There was a sense of solidarity with the Byzantine church because was Christian
even though they were separate at this time, but they were being attacked by
Islam. So there was a sense of coming to their aid.
In
1096 a crusade was called to rescue the holy places from the Muslims. As the
Muslims came in they failed to respect the traditional holy sites of the Jews
and the Christians. As we go through history we notice that there is a pattern
where every time anybody looks cross-eyed at an Islamic anything the Arabs
riot. They have learned that if they riot and if they burn and pillage that
western Europeans immediately try to calm them down and give them whatever they
want. This has been going on for centuries. Part of the first crusade being
called was because the Moslem in Jerusalem were destroying the holy sites.
Another
reason for the crusades was the theology of the Roman Catholic church. And this
was in error. Their theology since the fourth century to the fifth century had
been one of amillennialism, which means there is no literal millennium, no
literal kingdom. In amillennial theology the present age is the kingdom of God,
the kingdom of Christ. So they interpreted this to mean that the church was
God’s kingdom on the earth and that they had a natural right to the land. The
other things that comes in due to the influence of Augustine, who was the
Bishop of Hippo, and earlier Origen and his introduction of allegorical
interpretation, was the idea that the land promises to Abraham didn’t refer to
the literal land anymore. Once the Jews rejected Jesus as their Messiah God
wasn’t obligated to give what he promised anymore. The land moved from being
literal land from the river of Egypt to the river Euphrates and the
Mediterranean to being Paradise. In the Mediaeval church they had bought into
this amillennial, allegorical interpretation. They felt they had a right to
establish a kingdom in Jerusalem because that was where Christ had died and now
it was under Islamic control and they were going to throw them out. It was that
false theological base, and furthermore, because they had identified the church
with the state, that the state can go and conduct war, they were picking up
ideas that were inherent to Islam and not native to Christianity. Christianity
has never been spread by the sword, it has been spread by word of mouth. Islam
has always been spread by the sword.
There
were actually about ten crusades. The first in 1097 secured Jerusalem.
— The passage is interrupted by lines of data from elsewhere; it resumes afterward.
//! parttab - read-only partition table inspector
//!
//! Decodes MBR, GPT and BSD disklabel structures from raw disk images
//! and prints everything recognized, one report per image.

use anyhow::{Context, Result};
use clap::Parser;
use parttab_core::{ByteSource, DiskReport, MmapSource, StreamSource, TableKind, TableReport};
use parttab_pipeline::{FormatPipeline, DEFAULT_SECTOR_SIZE};
use std::fmt::Write;
use std::path::{Path, PathBuf};
use std::process::ExitCode;
use tracing::debug;
use tracing_subscriber::EnvFilter;

#[derive(Parser, Debug)]
#[command(
    name = "parttab",
    version,
    about = "Inspect partition tables (MBR, GPT, BSD disklabel) in disk images"
)]
struct Args {
    /// Logical sector size in bytes
    #[arg(long, default_value_t = DEFAULT_SECTOR_SIZE, value_parser = clap::value_parser!(u64).range(1..))]
    sector_size: u64,

    /// Emit one JSON document per image instead of text
    #[arg(long)]
    json: bool,

    /// Stream from the file instead of memory-mapping it
    #[arg(long)]
    no_mmap: bool,

    /// Disk images to inspect
    #[arg(required = true)]
    images: Vec<PathBuf>,
}

fn main() -> ExitCode {
    tracing_subscriber::fmt()
        .with_env_filter(EnvFilter::from_default_env())
        .with_writer(std::io::stderr)
        .init();

    let args = Args::parse();
    let pipeline = FormatPipeline::with_sector_size(args.sector_size);

    let mut failed = false;
    for path in &args.images {
        match inspect_image(&pipeline, path, args.no_mmap) {
            Ok(report) => {
                if args.json {
                    match serde_json::to_string_pretty(&report) {
                        Ok(doc) => println!("{doc}"),
                        Err(e) => {
                            eprintln!("{}: JSON encoding failed: {}", path.display(), e);
                            failed = true;
                        }
                    }
                } else {
                    print!("{}", render_text(&report));
                }
            }
            Err(e) => {
                eprintln!("{}: {:#}", path.display(), e);
                failed = true;
            }
        }
    }

    if failed {
        ExitCode::FAILURE
    } else {
        ExitCode::SUCCESS
    }
}

fn inspect_image(pipeline: &FormatPipeline, path: &Path, no_mmap: bool) -> Result<DiskReport> {
    let mut source = open_source(path, no_mmap)
        .with_context(|| format!("cannot open {}", path.display()))?;
    pipeline
        .inspect(source.as_mut(), &path.display().to_string())
        .with_context(|| format!("cannot inspect {}", path.display()))
}

/// Memory-map regular files; fall back to streaming for anything the
/// mapping path refuses (devices, oversized files, `--no-mmap`).
fn open_source(path: &Path, no_mmap: bool) -> parttab_core::Result<Box<dyn ByteSource>> {
    if !no_mmap {
        match MmapSource::open(path) {
            Ok(source) => return Ok(Box::new(source)),
            Err(e) => {
                debug!(path = %path.display(), error = %e, "mmap unavailable, streaming instead")
            }
        }
    }
    Ok(Box::new(StreamSource::open(path)?))
}

/// Render every recognized table in probe order, then one absence line
/// per format never seen on the image. An image can legitimately carry
/// several tables of the same kind (a standalone disklabel plus one
/// embedded in an MBR slice), so this walks `report.tables` rather than
/// looking tables up by kind.
fn render_text(report: &DiskReport) -> String {
    let mut out = String::new();
    let _ = writeln!(out, "=== {} ===", report.source);

    for table in &report.tables {
        let _ = writeln!(out);
        render_table(&mut out, table);
    }

    for kind in [TableKind::Mbr, TableKind::Gpt, TableKind::Bsd] {
        if report.table(kind).is_none() {
            let _ = writeln!(out);
            let _ = writeln!(out, "No {}", short_name(kind));
        }
    }
    let _ = writeln!(out);
    out
}

fn render_table(out: &mut String, table: &TableReport) {
    let _ = writeln!(out, "{}", table.kind.name());
    if let Some(descriptor) = &table.descriptor {
        match table.kind {
            TableKind::Mbr => {
                let _ = writeln!(out, "Disk serial: {descriptor}");
            }
            TableKind::Gpt => {
                let _ = writeln!(out, "Disk GUID:   {descriptor}");
            }
            TableKind::Bsd => {
                let _ = writeln!(out, "Label:       {descriptor}");
            }
        }
    }
    for warning in &table.warnings {
        let _ = writeln!(out, "Warning: {warning}");
    }

    if table.records.is_empty() {
        let _ = writeln!(out, "No partitions defined.");
        return;
    }

    let _ = writeln!(
        out,
        "{:<5} {:<12} {:<12} {:<40} {}",
        "Index", "Start", "Sectors", "Type", "Note"
    );
    let _ = writeln!(out, "{}", "-".repeat(80));
    for record in &table.records {
        let _ = writeln!(
            out,
            "{:<5} {:<12} {:<12} {:<40} {}",
            record.index, record.start, record.size, record.type_descriptor, record.note
        );
    }
}

/// Short format names used for the absence lines
fn short_name(kind: TableKind) -> &'static str {
    match kind {
        TableKind::Mbr => "MBR",
        TableKind::Gpt => "GPT",
        TableKind::Bsd => "Disklabel",
    }
}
Jerusalem became the capital in the “Christian kingdom” in the holy land in
1099. It was an extremely anti-Semitic campaign. They slaughtered Jews from one
end of the land to the other end of the land. Then the second crusade was
called for by the emperor of the holy Roman empire to deal with the Muslims and
their pressure on Jerusalem in 1144, some 50 years later. Failures in Asia-Minor
and Syria, their inability to get there because they were defeated by the
Muslims, led to its failure, and eventually led to Jerusalem being captured by
Saladin in 1187. Then the third crusade came along and it was called the
crusade of the king. This included Richard the Lion Heart and Philip of France.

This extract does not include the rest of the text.